Ressalta-se que o conteúdo do direito à imagem não está na
proibição de se capturar a imagem, pois em muitos lugares há câmeras
fotográficas ou filmadoras, de tal modo que na sociedade contemporânea
182
quase já não se questiona a demasiada presença delas. A proteção da imagem
está no direito de opor-se à captação da própria imagem, permitindo ao titular
atos de legítima defesa, com a finalidade de nas câmeras analógicas destruir
os filmes e nas câmeras digitais apagar as fotos do cartão de memória, e
consentindo em algumas situações a proibição, e eventual revista, de câmeras
e filmadoras. Opor-se à captação incide também em atos de dissimulação da
própria aparência, como uso de óculos escuros, capuz, bonés, barba, bigodes,
entre outros disfarces, e na tutela jurisdicional de proibir a aproximação do
agente captador.
E se captada a imagem, o titular do direito pode opor-se à
reprodução, divulgação, multiplicação ou comercialização. A proteção da
imagem permite, portanto, duas pretensões, uma cominatória e outra
indenizatória.
Os limites ao direito à imagem são o consentimento, a administração
da justiça ou a manutenção da ordem pública, todos previstos no Art. 20 do
Código Civil. Todavia, para que essas circunstâncias justifiquem o uso da
imagem alheia é necessário verificar o objetivo desse uso. No caso da
utilização autorizada, o consentimento dado de uso da própria imagem tem
escopo particular que interessa ao titular da imagem ― qualquer utilização
além do pactuado é um desvio de finalidade, eivado de ilicitude.
Na hipótese de administração da justiça ou de manutenção da
ordem pública, o objetivo é o interesse público. O uso da imagem alheia para
esse escopo não pode ser considerada de modo absoluto, em sua ocorrência é
necessário ponderar o caso específico, outros bem jurídicos envolvidos (como
honra, intimidade etc.) e o impacto desse uso na imagem da pessoa, uma vez
que a finalidade do interesse público não pode atingir ilimitadamente os direitos
da personalidade.
A extinção do exercício do direito à imagem tem na morte sua única
causa decorrente da intransmissibilidade.

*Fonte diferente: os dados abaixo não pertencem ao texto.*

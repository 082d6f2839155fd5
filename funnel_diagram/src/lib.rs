//! Email funnel explorer — an outreach funnel rendered as a continuously
//! animated hierarchical flow diagram.
//!
//! Library root: data, diagram engine, render, UI, and config modules.

pub mod config;
pub mod data;
pub mod diagram;
pub mod render;
mod ui;

pub mod prelude;
pub mod sdk;

pub use data::{
    init_fixture_channel, init_source_channel, pct, BranchKind, FunnelStats, HierarchySnapshot,
    RecordBuffer, ResultKind, SimulatedSource, SnapshotChannel, SnapshotSource, SourceConfig,
    SourceKind,
};
pub use diagram::{
    apply_click, diagram_plugin, hit_test, ingest_snapshots, layout_system, link_plugin,
    setup_scene, sync_nodes_system, update_viewport_system, CurrentSnapshot, DiagramLayout, Hover,
    NodeGeom, NodeId, NodeRegistry, ParticleRng, ParticleSettings, Selection, Theme, ViewportSize,
};
pub use render::{ArtistResource, GlowOrbArtist, NodeArtist};
pub use ui::{hud_plugin, summary_plugin, HudState};
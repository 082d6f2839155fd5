//! Pointer hit-testing and the selection state machine.
//!
//! Pointer systems read the registry the layout system wrote this frame;
//! their selection/hover writes are picked up on the next tick.

use bevy::prelude::*;

use crate::data::BranchKind;
use crate::diagram::layout::{NodeId, NodeRegistry};

/// Extra radius added to a node's visual radius for pointer hit-testing.
pub const HIT_PADDING: f32 = 10.0;

/// Which slice of the funnel is drilled into.
#[derive(Resource, Clone, Copy, Debug, Default, PartialEq, Eq)]
pub enum Selection {
    #[default]
    All,
    Branch(BranchKind),
}

impl Selection {
    pub fn branch(&self) -> Option<BranchKind> {
        match self {
            Selection::All => None,
            Selection::Branch(kind) => Some(*kind),
        }
    }

    pub fn label(&self) -> &'static str {
        match self {
            Selection::All => "All branches",
            Selection::Branch(kind) => kind.label(),
        }
    }
}

/// Transient hover target, refreshed from the registry every pointer move.
#[derive(Resource, Clone, Copy, Debug, Default, PartialEq, Eq)]
pub struct Hover(pub Option<NodeId>);

/// Set while the pointer is over an egui panel, so panel interactions don't
/// leak into the diagram. Written by the UI layer, which owns the egui
/// context; defaults to unblocked when no UI is mounted.
#[derive(Resource, Default)]
pub struct PointerGuard(pub bool);

/// First node in registry insertion order within hit range wins; overlap
/// ties resolve to the earlier entry, never the nearer one.
pub fn hit_test(registry: &NodeRegistry, point: Vec2) -> Option<NodeId> {
    registry
        .nodes
        .iter()
        .find(|node| node.center().distance(point) < node.radius + HIT_PADDING)
        .map(|node| node.id)
}

/// Click transitions: the root always widens back to `All`; clicking the
/// selected branch toggles it off; outcome orbs and misses change nothing.
pub fn apply_click(selection: Selection, hit: Option<NodeId>) -> Selection {
    match hit {
        Some(NodeId::Root) => Selection::All,
        Some(NodeId::Branch(kind)) => {
            if selection == Selection::Branch(kind) {
                Selection::All
            } else {
                Selection::Branch(kind)
            }
        }
        Some(NodeId::Result(_)) | None => selection,
    }
}

pub fn pointer_move_system(
    windows: Query<&Window>,
    guard: Res<PointerGuard>,
    registry: Res<NodeRegistry>,
    mut hover: ResMut<Hover>,
) {
    let Ok(window) = windows.get_single() else {
        return;
    };

    let next = if guard.0 {
        None
    } else {
        window
            .cursor_position()
            .and_then(|cursor| hit_test(&registry, cursor))
    };
    hover.set_if_neq(Hover(next));
}

pub fn click_system(
    mouse: Res<ButtonInput<MouseButton>>,
    windows: Query<&Window>,
    guard: Res<PointerGuard>,
    registry: Res<NodeRegistry>,
    mut selection: ResMut<Selection>,
) {
    if !mouse.just_pressed(MouseButton::Left) || guard.0 {
        return;
    }

    let Ok(window) = windows.get_single() else {
        return;
    };
    let Some(cursor) = window.cursor_position() else {
        return;
    };

    let next = apply_click(*selection, hit_test(&registry, cursor));
    selection.set_if_neq(next);
}

/// `Esc` widens back to the whole funnel.
pub fn clear_selection_system(keys: Res<ButtonInput<KeyCode>>, mut selection: ResMut<Selection>) {
    if keys.just_pressed(KeyCode::Escape) {
        selection.set_if_neq(Selection::All);
    }
}

#[cfg(test)]
mod tests {
    use super::*;
    use crate::data::ResultKind;
    use crate::diagram::layout::{DiagramLayout, NodeGeom};

    fn registry_for(selection: Selection) -> NodeRegistry {
        let layout = DiagramLayout::compute(1280.0, 720.0, selection);
        NodeRegistry {
            nodes: layout.nodes().copied().collect(),
        }
    }

    #[test]
    fn pointer_at_a_node_center_always_matches_it() {
        let registry = registry_for(Selection::Branch(BranchKind::Conditional));
        for node in &registry.nodes {
            assert_eq!(hit_test(&registry, node.center()), Some(node.id));
        }
    }

    #[test]
    fn hit_range_is_radius_plus_padding_exclusive() {
        let registry = registry_for(Selection::All);
        let root = registry.nodes[0];

        let inside = root.center() + Vec2::new(root.radius + HIT_PADDING - 0.5, 0.0);
        let outside = root.center() + Vec2::new(root.radius + HIT_PADDING, 0.0);

        assert_eq!(hit_test(&registry, inside), Some(NodeId::Root));
        assert_eq!(hit_test(&registry, outside), None);
    }

    #[test]
    fn overlapping_nodes_resolve_by_registry_order() {
        let registry = NodeRegistry {
            nodes: vec![
                NodeGeom {
                    id: NodeId::Branch(BranchKind::Initial),
                    x: 100.0,
                    y: 100.0,
                    radius: 42.0,
                },
                NodeGeom {
                    id: NodeId::Branch(BranchKind::Manual),
                    x: 104.0,
                    y: 100.0,
                    radius: 42.0,
                },
            ],
        };

        // Nearer to the second node, but the first registered entry wins.
        assert_eq!(
            hit_test(&registry, Vec2::new(104.0, 100.0)),
            Some(NodeId::Branch(BranchKind::Initial))
        );
    }

    #[test]
    fn empty_registry_never_matches() {
        let registry = NodeRegistry::default();
        assert_eq!(hit_test(&registry, Vec2::new(10.0, 10.0)), None);
    }

    #[test]
    fn branch_clicks_toggle_selection() {
        let initial = NodeId::Branch(BranchKind::Initial);

        let selected = apply_click(Selection::All, Some(initial));
        assert_eq!(selected, Selection::Branch(BranchKind::Initial));

        let toggled_off = apply_click(selected, Some(initial));
        assert_eq!(toggled_off, Selection::All);
    }

    #[test]
    fn clicking_another_branch_switches_directly() {
        let from_initial = apply_click(
            Selection::Branch(BranchKind::Initial),
            Some(NodeId::Branch(BranchKind::Followup)),
        );
        assert_eq!(from_initial, Selection::Branch(BranchKind::Followup));
    }

    #[test]
    fn root_click_always_widens_to_all() {
        for kind in BranchKind::ALL {
            assert_eq!(
                apply_click(Selection::Branch(kind), Some(NodeId::Root)),
                Selection::All
            );
        }
        assert_eq!(apply_click(Selection::All, Some(NodeId::Root)), Selection::All);
    }

    #[test]
    fn result_clicks_and_misses_change_nothing() {
        let selected = Selection::Branch(BranchKind::Manual);

        assert_eq!(
            apply_click(selected, Some(NodeId::Result(ResultKind::Failed))),
            selected
        );
        assert_eq!(apply_click(selected, None), selected);
    }
}
//! Env parsing and defaults.

use std::path::PathBuf;
use std::time::Duration;

use crate::data::{SourceConfig, SourceKind};
use crate::diagram::Theme;

const DEFAULT_SEED: u64 = 42;
const DEFAULT_INTERVAL_MS: u64 = 800;

/// Snapshot source from the environment. `CASCADE_SOURCE=fixture` replays
/// the file named by `CASCADE_FIXTURE`; anything else (or nothing) runs the
/// simulator with `CASCADE_SEED` / `CASCADE_INTERVAL_MS`.
pub fn source_config() -> SourceConfig {
    let kind = match std::env::var("CASCADE_SOURCE").as_deref() {
        Ok("fixture") => match std::env::var("CASCADE_FIXTURE") {
            Ok(path) => SourceKind::Fixture(PathBuf::from(path)),
            Err(_) => {
                eprintln!(
                    "cascade: CASCADE_SOURCE=fixture but CASCADE_FIXTURE is unset, using simulator"
                );
                SourceKind::Simulated
            }
        },
        Ok("simulated") | Err(_) => SourceKind::Simulated,
        Ok(other) => {
            eprintln!("cascade: unknown CASCADE_SOURCE {other:?}, using simulator");
            SourceKind::Simulated
        }
    };

    SourceConfig {
        kind,
        interval: Duration::from_millis(parse_var("CASCADE_INTERVAL_MS", DEFAULT_INTERVAL_MS)),
        seed: parse_var("CASCADE_SEED", DEFAULT_SEED),
    }
}

fn parse_var(name: &str, default: u64) -> u64 {
    match std::env::var(name) {
        Ok(raw) => raw.parse().unwrap_or_else(|_| {
            eprintln!("cascade: invalid {name} {raw:?}, using {default}");
            default
        }),
        Err(_) => default,
    }
}

/// Light/dark flag from `CASCADE_THEME`; defaults to dark.
pub fn theme_config() -> Theme {
    match std::env::var("CASCADE_THEME").as_deref() {
        Ok("light") => Theme::Light,
        Ok("dark") | Err(_) => Theme::Dark,
        Ok(other) => {
            eprintln!("cascade: unknown CASCADE_THEME {other:?}, using dark");
            Theme::Dark
        }
    }
}

/// Optional path for recording ingested snapshots to a replayable fixture.
pub fn record_path() -> Option<PathBuf> {
    std::env::var("CASCADE_RECORD").ok().map(PathBuf::from)
}
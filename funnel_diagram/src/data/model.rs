// Funnel-agnostic snapshot payloads as the analytics collaborator ships them.
// Wire names are camelCase; every counter defaults to 0 when absent.

use std::collections::HashMap;

use serde::{Deserialize, Serialize};

/// The four funnel branch categories.
#[derive(Clone, Copy, Debug, PartialEq, Eq, Hash, Serialize, Deserialize)]
pub enum BranchKind {
    Initial,
    Followup,
    Manual,
    Conditional,
}

impl BranchKind {
    pub const ALL: [BranchKind; 4] = [
        BranchKind::Initial,
        BranchKind::Followup,
        BranchKind::Manual,
        BranchKind::Conditional,
    ];

    pub fn label(&self) -> &'static str {
        match self {
            BranchKind::Initial => "Initial",
            BranchKind::Followup => "Follow-up",
            BranchKind::Manual => "Manual",
            BranchKind::Conditional => "Conditional",
        }
    }
}

/// The three outcome buckets shown under a selected branch.
#[derive(Clone, Copy, Debug, PartialEq, Eq, Hash, Serialize, Deserialize)]
pub enum ResultKind {
    Delivered,
    Pending,
    Failed,
}

impl ResultKind {
    pub const ALL: [ResultKind; 3] = [
        ResultKind::Delivered,
        ResultKind::Pending,
        ResultKind::Failed,
    ];

    pub fn label(&self) -> &'static str {
        match self {
            ResultKind::Delivered => "Delivered",
            ResultKind::Pending => "Pending",
            ResultKind::Failed => "Failed",
        }
    }
}

/// One branch's (or the whole funnel's) aggregate counters.
#[derive(Clone, Copy, Debug, Default, PartialEq, Eq, Serialize, Deserialize)]
#[serde(default, rename_all = "camelCase")]
pub struct FunnelStats {
    pub sent: u64,
    pub delivered: u64,
    pub opened: u64,
    pub clicked: u64,
    pub pending_reschedule: u64,
    pub soft_bounce: u64,
    pub hard_bounce: u64,
    pub failed: u64,
    pub blocked: u64,
    pub spam: u64,
}

impl FunnelStats {
    /// Value of one outcome bucket. Bounce/blocked/spam counters are
    /// reported separately and never folded into the failed bucket.
    pub fn result_value(&self, kind: ResultKind) -> u64 {
        match kind {
            ResultKind::Delivered => self.delivered,
            ResultKind::Pending => self.pending_reschedule,
            ResultKind::Failed => self.failed,
        }
    }
}

/// One immutable aggregate-counts snapshot driving a render pass.
/// Replaced wholesale between ticks, never mutated in place.
#[derive(Clone, Debug, Default, PartialEq, Eq, Serialize, Deserialize)]
#[serde(default, rename_all = "camelCase")]
pub struct HierarchySnapshot {
    pub totals: FunnelStats,
    pub by_type: HashMap<BranchKind, FunnelStats>,
}

impl HierarchySnapshot {
    /// Counters for one branch; absent branches behave as all-zero.
    pub fn branch(&self, kind: BranchKind) -> FunnelStats {
        self.by_type.get(&kind).copied().unwrap_or_default()
    }
}

/// Guarded percentage, rounded to one decimal. Never NaN or infinite:
/// a zero or absent base reads as 0.0.
pub fn pct(value: u64, base: u64) -> f64 {
    if base > 0 {
        (value as f64 / base as f64 * 1000.0).round() / 10.0
    } else {
        0.0
    }
}

#[cfg(test)]
mod tests {
    use super::*;

    #[test]
    fn absent_fields_deserialize_to_zero() {
        let snapshot: HierarchySnapshot =
            serde_json::from_str(r#"{"totals":{"sent":100},"byType":{"Initial":{"sent":40}}}"#)
                .unwrap();

        assert_eq!(snapshot.totals.sent, 100);
        assert_eq!(snapshot.totals.delivered, 0);
        assert_eq!(snapshot.branch(BranchKind::Initial).sent, 40);
        assert_eq!(snapshot.branch(BranchKind::Initial).spam, 0);
    }

    #[test]
    fn absent_branches_behave_as_zero() {
        let snapshot = HierarchySnapshot::default();
        for kind in BranchKind::ALL {
            assert_eq!(snapshot.branch(kind), FunnelStats::default());
        }
    }

    #[test]
    fn wire_names_are_camel_case() {
        let stats: FunnelStats =
            serde_json::from_str(r#"{"pendingReschedule":3,"softBounce":2,"hardBounce":1}"#)
                .unwrap();

        assert_eq!(stats.pending_reschedule, 3);
        assert_eq!(stats.soft_bounce, 2);
        assert_eq!(stats.hard_bounce, 1);
    }

    #[test]
    fn pct_guards_zero_base() {
        assert_eq!(pct(5, 0), 0.0);
        assert_eq!(format!("{:.1}", pct(5, 0)), "0.0");
        assert!(pct(5, 0).is_finite());
    }

    #[test]
    fn pct_rounds_to_one_decimal() {
        assert_eq!(pct(35, 40), 87.5);
        assert_eq!(pct(1, 3), 33.3);
        assert_eq!(pct(2, 3), 66.7);
        assert_eq!(pct(40, 40), 100.0);
    }

    #[test]
    fn result_buckets_map_to_their_counters() {
        let stats = FunnelStats {
            delivered: 35,
            pending_reschedule: 3,
            failed: 2,
            hard_bounce: 9,
            ..Default::default()
        };

        assert_eq!(stats.result_value(ResultKind::Delivered), 35);
        assert_eq!(stats.result_value(ResultKind::Pending), 3);
        assert_eq!(stats.result_value(ResultKind::Failed), 2);
    }
}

Eis mais uma característica desse
direito. Restará para os legitimados preservar os direitos decorrentes de serem
sucessores de tudo o que a imagem do falecido representava.
183
A responsabilidade civil no âmbito do direito à imagem apresenta
pretensões reparatória e indenizatória. A lesão à imagem permite ao lesado
requerer que se repare o dano, além de eventuais outros danos materiais ou
morais.
Deduz-se que o dano estético para o conceito jurídico pleno de
imagem é um dano à imagem porque a lesão ocorre no bem jurídico que é a
própria imagem do indivíduo. Tem-se também que as pessoas jurídicas podem
sofrer danos à sua imagem institucional. O dano institucional é o dano à
imagem da pessoa jurídica.
A ordem jurídica admite a cumulação de danos materiais, morais e à
imagem, visto que são interesses distintos protegidos pelo Direito, imputando
ao agente causador do dano responsabilidade civil.